As you can hear, output is pretty rough around the edges but you can make out words on new inputs and it should get better with more training, tuning and data.
Unsurprisingly, the biggest bottleneck to increased performance seems to be the quality and scale of the dataset. Google use an internal 25 hour dataset which is about 4 times the size of the Nancy corpus we use here so their results are more convincing. I have trained a model on ~20 hours of audiobook data from the 2013 Blizzard challenge, but inconsistent prosody and accents actually caused the outputs to sound much worse than those above. Any suggestions for a better dataset to try are welcomed.

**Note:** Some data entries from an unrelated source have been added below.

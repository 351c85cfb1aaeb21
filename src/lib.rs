//! Hexstar Server Library
//!
//! This crate provides the game-state engine and room coordination for
//! star-board checkers: six corners, 121 cells, two to six players.
//!
//! # Overview
//!
//! - **Board** - Static star geometry, seat tables per player count, occupancy
//!   snapshots and legal-move generation with chained jumps.
//!
//! - **Session State Machine** - Forming, rolling the turn order, playing and
//!   finished, with validated transitions.
//!
//! - **Session Registry** - Indexed access to live sessions with one async
//!   lock per session.
//!
//! - **Room Coordinator** - Routes channel events, authorizes them against the
//!   roster, relays room chat and fans results out to the room.
//!
//! # Design Principles
//!
//! 1. **The session is the only mutator** - Moves, readiness and turn order all
//!    go through `GameSession`.
//!
//! 2. **Seats come from the roster** - Clients never choose which seat they
//!    act as.
//!
//! 3. **No transport** - The coordinator returns dispatches; delivering them
//!    over a socket is the embedding server's job.
//!
//! 4. **Serialization-ready** - Every outbound event is tagged JSON.
//!
//! # Example
//!
//! ```rust
//! use std::sync::Arc;
//!
//! use hexstar_server::{
//!     ConnectionId, GameRecord, InboundEvent, MemoryGameStore, RoomCoordinator,
//!     ScriptedDie, SessionRegistry,
//! };
//!
//! # tokio_test_block(async {
//! let store = MemoryGameStore::with_games([GameRecord::new("g-1", "ana", 2)]);
//! let coordinator = RoomCoordinator::new(
//!     Arc::new(SessionRegistry::default()),
//!     Arc::new(store),
//!     Arc::new(ScriptedDie::new([6, 3])),
//! );
//!
//! let join = InboundEvent::Join {
//!     session_id: "g-1".into(),
//!     nickname: "ana".into(),
//! };
//! let dispatches = coordinator.handle(ConnectionId(1), join).await;
//! assert!(dispatches[0].is_broadcast());
//! # });
//! # fn tokio_test_block<F: std::future::Future>(f: F) {
//! #     tokio::runtime::Builder::new_current_thread().build().unwrap().block_on(f);
//! # }
//! ```

pub mod board;
pub mod config;
pub mod coordinator;
pub mod dice;
pub mod error;
pub mod protocol;
pub mod state;
pub mod store;

pub use board::{BoardTopology, CellId, MoveGenerator, Occupancy, SeatConfig, SeatId};
pub use config::RegistryConfig;
pub use coordinator::RoomCoordinator;
pub use dice::{DieRoller, ScriptedDie, ThreadRngDie};
pub use error::{GameError, IllegalMoveReason};
pub use protocol::{Dispatch, InboundEvent, OutboundEvent, Recipients};
pub use state::{ConnectionId, GameSession, SessionPhase, SessionRegistry};
pub use store::{GameRecord, GameStore, MemoryGameStore, RecordStatus};
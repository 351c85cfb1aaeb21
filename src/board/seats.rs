//! Seat identities and per-player-count seat tables.

use std::fmt;

use serde::{Deserialize, Serialize};

use super::topology::{BoardTopology, CellId, Direction};
use crate::error::GameError;

/// Pieces each seat starts with.
pub const PIECES_PER_SEAT: usize = 10;

/// Player counts the board supports.
pub const SUPPORTED_PLAYER_COUNTS: [usize; 4] = [2, 3, 4, 6];

/// One of the six fixed corner identities.
#[derive(Debug, Clone, Copy, PartialEq, Eq, Hash, PartialOrd, Ord, Serialize, Deserialize)]
#[serde(transparent)]
pub struct SeatId(pub u8);

impl SeatId {
    /// The seat whose home arm lies across the board.
    pub fn opposite(self) -> SeatId {
        match self.0 {
            0 => SeatId(2),
            1 => SeatId(4),
            2 => SeatId(0),
            3 => SeatId(5),
            4 => SeatId(1),
            _ => SeatId(3),
        }
    }

    pub fn color(self) -> SeatColor {
        match self.0 {
            0 => SeatColor::Red,
            1 => SeatColor::Yellow,
            2 => SeatColor::Green,
            3 => SeatColor::Blue,
            4 => SeatColor::Purple,
            _ => SeatColor::Orange,
        }
    }

    /// Directions a piece of this seat may take for a step or a chain's
    /// first hop: the two pointing at the target arm and the two lateral
    /// ones. The two retreating directions are never allowed.
    pub fn allowed_directions(self) -> [Direction; 4] {
        use Direction::*;
        match self.0 {
            // top -> bottom
            0 => [SouthWest, SouthEast, East, West],
            // lower-right -> upper-left
            1 => [NorthWest, West, NorthEast, SouthWest],
            // bottom -> top
            2 => [NorthWest, NorthEast, East, West],
            // lower-left -> upper-right
            3 => [NorthEast, East, NorthWest, SouthEast],
            // upper-left -> lower-right
            4 => [SouthEast, East, NorthEast, SouthWest],
            // upper-right -> lower-left
            _ => [SouthWest, West, NorthWest, SouthEast],
        }
    }
}

impl fmt::Display for SeatId {
    fn fmt(&self, f: &mut fmt::Formatter<'_>) -> fmt::Result {
        write!(f, "seat-{}", self.0)
    }
}

/// Seat colours.
#[derive(Debug, Clone, Copy, PartialEq, Eq, Serialize, Deserialize)]
#[serde(rename_all = "snake_case")]
pub enum SeatColor {
    Red,
    Yellow,
    Green,
    Blue,
    Purple,
    Orange,
}

impl SeatColor {
    pub fn as_str(&self) -> &'static str {
        match self {
            Self::Red => "red",
            Self::Yellow => "yellow",
            Self::Green => "green",
            Self::Blue => "blue",
            Self::Purple => "purple",
            Self::Orange => "orange",
        }
    }
}

/// Everything fixed about a seat for one player count.
#[derive(Debug, Clone, PartialEq, Eq)]
pub struct SeatDescriptor {
    pub seat: SeatId,
    pub color: SeatColor,
    pub home_cells: Vec<CellId>,
    pub target_cells: Vec<CellId>,
    pub allowed_directions: [Direction; 4],
}

impl SeatDescriptor {
    fn build(board: &BoardTopology, seat: SeatId) -> Self {
        Self {
            seat,
            color: seat.color(),
            home_cells: board.arm_cells(seat),
            target_cells: board.arm_cells(seat.opposite()),
            allowed_directions: seat.allowed_directions(),
        }
    }

    pub fn allows(&self, direction: Direction) -> bool {
        self.allowed_directions.contains(&direction)
    }
}

/// The ordered seat table for a supported player count.
#[derive(Debug, Clone, PartialEq, Eq)]
pub struct SeatConfig {
    pub player_count: usize,
    seats: Vec<SeatDescriptor>,
}

impl SeatConfig {
    /// Seat ids active for `player_count`, in join order.
    pub fn seat_ids(player_count: usize) -> Result<&'static [SeatId], GameError> {
        const TWO: [SeatId; 2] = [SeatId(0), SeatId(2)];
        const THREE: [SeatId; 3] = [SeatId(0), SeatId(1), SeatId(3)];
        const FOUR: [SeatId; 4] = [SeatId(0), SeatId(1), SeatId(2), SeatId(4)];
        const SIX: [SeatId; 6] = [
            SeatId(0),
            SeatId(1),
            SeatId(2),
            SeatId(3),
            SeatId(4),
            SeatId(5),
        ];

        match player_count {
            2 => Ok(&TWO),
            3 => Ok(&THREE),
            4 => Ok(&FOUR),
            6 => Ok(&SIX),
            other => Err(GameError::ConfigurationMissing(other)),
        }
    }

    /// Build the table for `player_count`.
    pub fn for_players(board: &BoardTopology, player_count: usize) -> Result<Self, GameError> {
        if !SUPPORTED_PLAYER_COUNTS.contains(&player_count) {
            return Err(GameError::InvalidPlayerCount(player_count));
        }

        let seats = Self::seat_ids(player_count)?
            .iter()
            .map(|&seat| SeatDescriptor::build(board, seat))
            .collect();

        Ok(Self {
            player_count,
            seats,
        })
    }

    pub fn seats(&self) -> &[SeatDescriptor] {
        &self.seats
    }

    pub fn get(&self, seat: SeatId) -> Option<&SeatDescriptor> {
        self.seats.iter().find(|s| s.seat == seat)
    }
}

#[cfg(test)]
mod tests {
    use super::*;
    use std::collections::HashSet;

    #[test]
    fn test_unsupported_counts() {
        let board = BoardTopology::new();
        for n in [0, 1, 5, 7] {
            assert!(matches!(
                SeatConfig::for_players(&board, n),
                Err(GameError::InvalidPlayerCount(_))
            ));
        }
        assert!(matches!(
            SeatConfig::seat_ids(5),
            Err(GameError::ConfigurationMissing(5))
        ));
    }

    #[test]
    fn test_home_cells_disjoint() {
        let board = BoardTopology::new();

        for n in SUPPORTED_PLAYER_COUNTS {
            let config = SeatConfig::for_players(&board, n).unwrap();
            assert_eq!(config.seats().len(), n);

            let mut all = HashSet::new();
            for seat in config.seats() {
                assert_eq!(seat.home_cells.len(), PIECES_PER_SEAT);
                for cell in &seat.home_cells {
                    assert!(all.insert(*cell), "cell {} shared for n={}", cell, n);
                }
            }
            assert_eq!(all.len(), n * PIECES_PER_SEAT);
        }
    }

    #[test]
    fn test_targets_are_opposite_homes() {
        let board = BoardTopology::new();
        let config = SeatConfig::for_players(&board, 6).unwrap();

        for seat in config.seats() {
            let opposite = config.get(seat.seat.opposite()).unwrap();
            assert_eq!(seat.target_cells, opposite.home_cells);
            assert_eq!(seat.seat.opposite().opposite(), seat.seat);
        }
    }

    #[test]
    fn test_directions_never_retreat() {
        for seat in 0..6 {
            let seat = SeatId(seat);
            let forward = seat.allowed_directions();
            for dir in forward {
                // A direction and its reverse are never both allowed
                // unless they are the lateral pair.
                let reverse = dir.opposite();
                if forward.contains(&reverse) {
                    let lateral = &forward[2..];
                    assert!(lateral.contains(&dir) && lateral.contains(&reverse));
                }
            }
            // Opposite seats move in mirrored directions
            let mirrored: HashSet<_> = seat
                .opposite()
                .allowed_directions()
                .iter()
                .map(|d| d.opposite())
                .collect();
            let own: HashSet<_> = forward.iter().copied().collect();
            assert_eq!(own, mirrored);
        }
    }

    #[test]
    fn test_two_player_seats() {
        let board = BoardTopology::new();
        let config = SeatConfig::for_players(&board, 2).unwrap();
        let ids: Vec<_> = config.seats().iter().map(|s| s.seat).collect();
        assert_eq!(ids, vec![SeatId(0), SeatId(2)]);
        assert_eq!(config.get(SeatId(0)).unwrap().color, SeatColor::Red);
        assert!(config.get(SeatId(0)).unwrap().home_cells.contains(&CellId(0)));
        assert!(config.get(SeatId(2)).unwrap().home_cells.contains(&CellId(120)));
    }
}
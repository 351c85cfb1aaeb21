//! Session state and the registry that owns it.
//!
//! - `phase` - Session phase machine (forming, rolling, playing, finished)
//! - `roster` - Who sits where, host and readiness
//! - `session` - One game: occupancy, turn order, win detection
//! - `connection` - Connection to session index
//!
//! # Architecture
//!
//! ```text
//! ┌──────────────────────────────────────────────────────────────┐
//! │                       SessionRegistry                         │
//! │                                                               │
//! │  session_id ──▶ Arc<Mutex<Option<GameSession>>>               │
//! │                  (one async lock per session)                 │
//! │                                                               │
//! │  ┌─────────────────────────────────────────────────────────┐ │
//! │  │ GameSession                                              │ │
//! │  │   Roster ── seats, host, ready flags                     │ │
//! │  │   Occupancy ── 121 cells                                 │ │
//! │  │   SessionPhase ── Forming ▶ RollingOrder ▶ Playing ▶ ... │ │
//! │  └─────────────────────────────────────────────────────────┘ │
//! └──────────────────────────────────────────────────────────────┘
//! ```
//!
//! The index map sits behind a plain mutex that is only held for lookups.
//! Everything that touches a session goes through its slot lock, which is
//! held across store calls so two events for the same session never
//! interleave. Distinct sessions never share a lock.

pub mod connection;
pub mod phase;
pub mod roster;
pub mod session;

pub use connection::{Connection, ConnectionId, ConnectionManager};
pub use phase::{InvalidTransition, PhaseEvent, SessionPhase};
pub use roster::{Participant, Roster};
pub use session::{GameSession, JoinOutcome, MoveOutcome, OrderEntry};

use std::collections::HashMap;
use std::sync::{Arc, Mutex, MutexGuard, PoisonError};

use tokio::sync::OwnedMutexGuard;
use tracing::info;

use crate::board::BoardTopology;
use crate::config::RegistryConfig;
use crate::error::GameError;

type Slot = Arc<tokio::sync::Mutex<Option<GameSession>>>;

/// Index of live sessions.
#[derive(Debug)]
pub struct SessionRegistry {
    board: Arc<BoardTopology>,
    config: RegistryConfig,
    slots: Mutex<HashMap<String, Slot>>,
}

impl Default for SessionRegistry {
    fn default() -> Self {
        Self::new(Arc::new(BoardTopology::new()), RegistryConfig::default())
    }
}

impl SessionRegistry {
    pub fn new(board: Arc<BoardTopology>, config: RegistryConfig) -> Self {
        Self {
            board,
            config,
            slots: Mutex::new(HashMap::new()),
        }
    }

    /// Shared board, handed to every session created here.
    pub fn board(&self) -> Arc<BoardTopology> {
        Arc::clone(&self.board)
    }

    pub fn config(&self) -> &RegistryConfig {
        &self.config
    }

    /// Lock an existing session.
    pub async fn lock(&self, session_id: &str) -> Result<SessionGuard<'_>, GameError> {
        loop {
            let Some(slot) = self.slots().get(session_id).cloned() else {
                return Err(GameError::SessionNotFound(session_id.to_string()));
            };
            if let Some(guard) = self.enter(session_id, slot).await {
                if guard.get().is_some() {
                    return Ok(guard);
                }
                return Err(GameError::SessionNotFound(session_id.to_string()));
            }
        }
    }

    /// Lock a session, reserving an empty slot if none exists yet.
    ///
    /// The caller fills an empty slot with [`SessionGuard::create`]. A slot
    /// still empty when the guard drops is discarded.
    pub async fn lock_or_reserve(&self, session_id: &str) -> SessionGuard<'_> {
        loop {
            let slot = Arc::clone(
                self.slots()
                    .entry(session_id.to_string())
                    .or_insert_with(Slot::default),
            );
            if let Some(guard) = self.enter(session_id, slot).await {
                return guard;
            }
        }
    }

    /// Wait for a slot's lock. `None` if the slot was retired meanwhile.
    async fn enter(&self, session_id: &str, slot: Slot) -> Option<SessionGuard<'_>> {
        let guard = Arc::clone(&slot).lock_owned().await;
        if !self.is_registered(session_id, &slot) {
            return None;
        }
        Some(SessionGuard {
            registry: self,
            session_id: session_id.to_string(),
            slot,
            guard,
        })
    }

    /// Check if a live session exists.
    pub fn contains(&self, session_id: &str) -> bool {
        self.slots().contains_key(session_id)
    }

    pub fn session_ids(&self) -> Vec<String> {
        let mut ids: Vec<String> = self.slots().keys().cloned().collect();
        ids.sort();
        ids
    }

    pub fn count(&self) -> usize {
        self.slots().len()
    }

    /// Destroy finished sessions older than the retention window.
    ///
    /// Sessions busy with a request are skipped and picked up next pass.
    pub fn reap_finished(&self, now: chrono::DateTime<chrono::Utc>) -> Vec<String> {
        let retention = self.config.finished_retention();
        let candidates: Vec<(String, Slot)> = self
            .slots()
            .iter()
            .map(|(id, slot)| (id.clone(), Arc::clone(slot)))
            .collect();

        let mut reaped = Vec::new();
        for (session_id, slot) in candidates {
            let Ok(guard) = Arc::clone(&slot).try_lock_owned() else {
                continue;
            };
            if !self.is_registered(&session_id, &slot) {
                continue;
            }
            let mut guard = SessionGuard {
                registry: self,
                session_id,
                slot,
                guard,
            };

            let expired = guard.get().is_some_and(|session| {
                session.phase.is_terminal()
                    && session
                        .finished_at
                        .is_some_and(|at| at + retention <= now)
            });
            if expired {
                guard.destroy();
                reaped.push(guard.session_id.clone());
            }
        }

        if !reaped.is_empty() {
            info!(count = reaped.len(), "reaped finished sessions");
        }
        reaped
    }

    fn is_registered(&self, session_id: &str, slot: &Slot) -> bool {
        self.slots()
            .get(session_id)
            .is_some_and(|current| Arc::ptr_eq(current, slot))
    }

    fn unregister(&self, session_id: &str, slot: &Slot) {
        let mut slots = self.slots();
        if slots
            .get(session_id)
            .is_some_and(|current| Arc::ptr_eq(current, slot))
        {
            slots.remove(session_id);
        }
    }

    fn slots(&self) -> MutexGuard<'_, HashMap<String, Slot>> {
        self.slots.lock().unwrap_or_else(PoisonError::into_inner)
    }
}

/// Exclusive access to one session slot.
///
/// Dropping a guard whose slot is empty removes the slot from the registry
/// before the lock is released, so waiters retry against a fresh lookup.
pub struct SessionGuard<'a> {
    registry: &'a SessionRegistry,
    session_id: String,
    slot: Slot,
    guard: OwnedMutexGuard<Option<GameSession>>,
}

impl SessionGuard<'_> {
    pub fn get(&self) -> Option<&GameSession> {
        (*self.guard).as_ref()
    }

    pub fn get_mut(&mut self) -> Option<&mut GameSession> {
        (*self.guard).as_mut()
    }

    /// The session, or `SessionNotFound` for an empty slot.
    pub fn session(&self) -> Result<&GameSession, GameError> {
        (*self.guard)
            .as_ref()
            .ok_or_else(|| GameError::SessionNotFound(self.session_id.clone()))
    }

    pub fn session_mut(&mut self) -> Result<&mut GameSession, GameError> {
        let session_id = &self.session_id;
        (*self.guard)
            .as_mut()
            .ok_or_else(|| GameError::SessionNotFound(session_id.clone()))
    }

    /// Fill the slot with a freshly created session.
    pub fn create(&mut self, session: GameSession) -> &mut GameSession {
        self.guard.insert(session)
    }

    /// Empty the slot. The registry forgets it when the guard drops.
    pub fn destroy(&mut self) -> Option<GameSession> {
        let session = self.guard.take();
        if session.is_some() {
            info!(session = %self.session_id, "session destroyed");
        }
        session
    }
}

impl Drop for SessionGuard<'_> {
    fn drop(&mut self) {
        if self.guard.is_none() {
            self.registry.unregister(&self.session_id, &self.slot);
        }
    }
}

impl std::fmt::Debug for SessionGuard<'_> {
    fn fmt(&self, f: &mut std::fmt::Formatter<'_>) -> std::fmt::Result {
        f.debug_struct("SessionGuard")
            .field("session_id", &self.session_id)
            .field("occupied", &self.guard.is_some())
            .finish()
    }
}
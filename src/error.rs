//! Request-level errors.
//!
//! Every variant is recoverable: it is reported to the connection that sent
//! the request and leaves session state untouched.

use serde::Serialize;

use crate::state::phase::InvalidTransition;

/// Why a move was refused.
#[derive(Debug, Clone, Copy, PartialEq, Eq, Serialize)]
#[serde(rename_all = "kebab-case")]
pub enum IllegalMoveReason {
    NotOwner,
    OccupiedDestination,
    Unreachable,
    WrongDirection,
}

impl IllegalMoveReason {
    pub fn as_str(&self) -> &'static str {
        match self {
            Self::NotOwner => "not-owner",
            Self::OccupiedDestination => "occupied-destination",
            Self::Unreachable => "unreachable",
            Self::WrongDirection => "wrong-direction",
        }
    }
}

impl std::fmt::Display for IllegalMoveReason {
    fn fmt(&self, f: &mut std::fmt::Formatter<'_>) -> std::fmt::Result {
        f.write_str(self.as_str())
    }
}

/// Errors returned by session and coordinator operations.
#[derive(Debug, Clone, PartialEq, Eq, thiserror::Error)]
pub enum GameError {
    #[error("session {0} not found")]
    SessionNotFound(String),

    #[error("connection has no seat in this session")]
    SeatNotAssigned,

    #[error("it is not your turn")]
    NotYourTurn,

    #[error("illegal move: {reason}")]
    IllegalMove { reason: IllegalMoveReason },

    #[error("unsupported player count {0}")]
    InvalidPlayerCount(usize),

    #[error("no seat configuration for {0} players")]
    ConfigurationMissing(usize),

    #[error("session is not accepting players")]
    SessionFull,

    #[error("nickname {0} is already taken")]
    NicknameTaken(String),

    #[error("connection already joined a session")]
    AlreadyJoined,

    #[error("invalid nickname")]
    InvalidNickname,

    #[error("chat message is empty or too long")]
    InvalidMessage,

    #[error("session is not in play")]
    NotPlaying,

    #[error("unknown cell {0}")]
    UnknownCell(u32),

    #[error("malformed event: {0}")]
    MalformedEvent(String),

    #[error(transparent)]
    InvalidTransition(#[from] InvalidTransition),

    #[error("game store: {0}")]
    Store(String),
}

impl GameError {
    /// Stable machine-readable code for the `rejected` message.
    pub fn code(&self) -> &'static str {
        match self {
            Self::SessionNotFound(_) => "session_not_found",
            Self::SeatNotAssigned => "seat_not_assigned",
            Self::NotYourTurn => "not_your_turn",
            Self::IllegalMove { .. } => "illegal_move",
            Self::InvalidPlayerCount(_) => "invalid_player_count",
            Self::ConfigurationMissing(_) => "configuration_missing",
            Self::SessionFull => "session_full",
            Self::NicknameTaken(_) => "nickname_taken",
            Self::AlreadyJoined => "already_joined",
            Self::InvalidNickname => "invalid_nickname",
            Self::InvalidMessage => "invalid_message",
            Self::NotPlaying => "not_playing",
            Self::UnknownCell(_) => "unknown_cell",
            Self::MalformedEvent(_) => "malformed_event",
            Self::InvalidTransition(_) => "invalid_transition",
            Self::Store(_) => "store_error",
        }
    }
}

impl From<IllegalMoveReason> for GameError {
    fn from(reason: IllegalMoveReason) -> Self {
        Self::IllegalMove { reason }
    }
}

#[cfg(test)]
mod tests {
    use super::*;

    #[test]
    fn test_display_messages() {
        let err = GameError::from(IllegalMoveReason::WrongDirection);
        assert_eq!(err.to_string(), "illegal move: wrong-direction");
        assert_eq!(err.code(), "illegal_move");

        let err = GameError::SessionNotFound("g-1".into());
        assert_eq!(err.to_string(), "session g-1 not found");
    }

    #[test]
    fn test_errors_are_send_sync() {
        fn assert_send_sync<T: Send + Sync>() {}
        assert_send_sync::<GameError>();
    }
}
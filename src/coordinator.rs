//! Room coordinator.
//!
//! Routes inbound channel events to the right session, authorizes them
//! against the roster and turns session results into outbound dispatches.
//! A connection only ever acts as the seat it was given at join: seats and
//! host flags sent by clients are never trusted.

use std::sync::{Arc, Mutex, MutexGuard, PoisonError};

use tracing::{debug, info, warn};

use crate::board::CellId;
use crate::dice::DieRoller;
use crate::error::GameError;
use crate::protocol::{Dispatch, InboundEvent, OutboundEvent, PlayerView, RolledSeat};
use crate::state::{ConnectionId, ConnectionManager, GameSession, SessionRegistry};
use crate::store::{GameStore, SeatOrderRecord};

/// Event router shared by every connection of the server.
pub struct RoomCoordinator {
    registry: Arc<SessionRegistry>,
    store: Arc<dyn GameStore>,
    die: Arc<dyn DieRoller>,
    connections: Mutex<ConnectionManager>,
}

For best results, use the Nancy corpus from the 2011 Blizzard Challenge. The data is freely availiable for research use on the signing of a license. After obtaining a username and password, add them to the 'download_data.sh' script to fetch it automatically.
We also download the considerably smaller CMU ARCTIC dataset for testing which can be obtained without a license, but don't expect to get good results with it.
First run the data fetching script (preferably after obtaining a username and password for the Nancy corpus)
bash download_data.sh
Then preprocess the data
python3 preprocess.py
Now we're ready to start training
python3 train.py --train-set nancy
Finally, create a text file containing the prompts you want to synthesize
python3 test.py prompts.txt
To see the audio outputs created by Tacotron, open up Tensorboard.
On my GTX 1080, it takes about 5 hours to get to the point where synthesized speech on the training set is discernable and around 20 hours to obtain audible generalization at test time. Despite fairly agressive gradient clipping, the loss is prone to explosion. In that case try restarting from the most recent checkpoint (using the restore flag) with a slightly lowered learning rate. I'm working on improving this problem.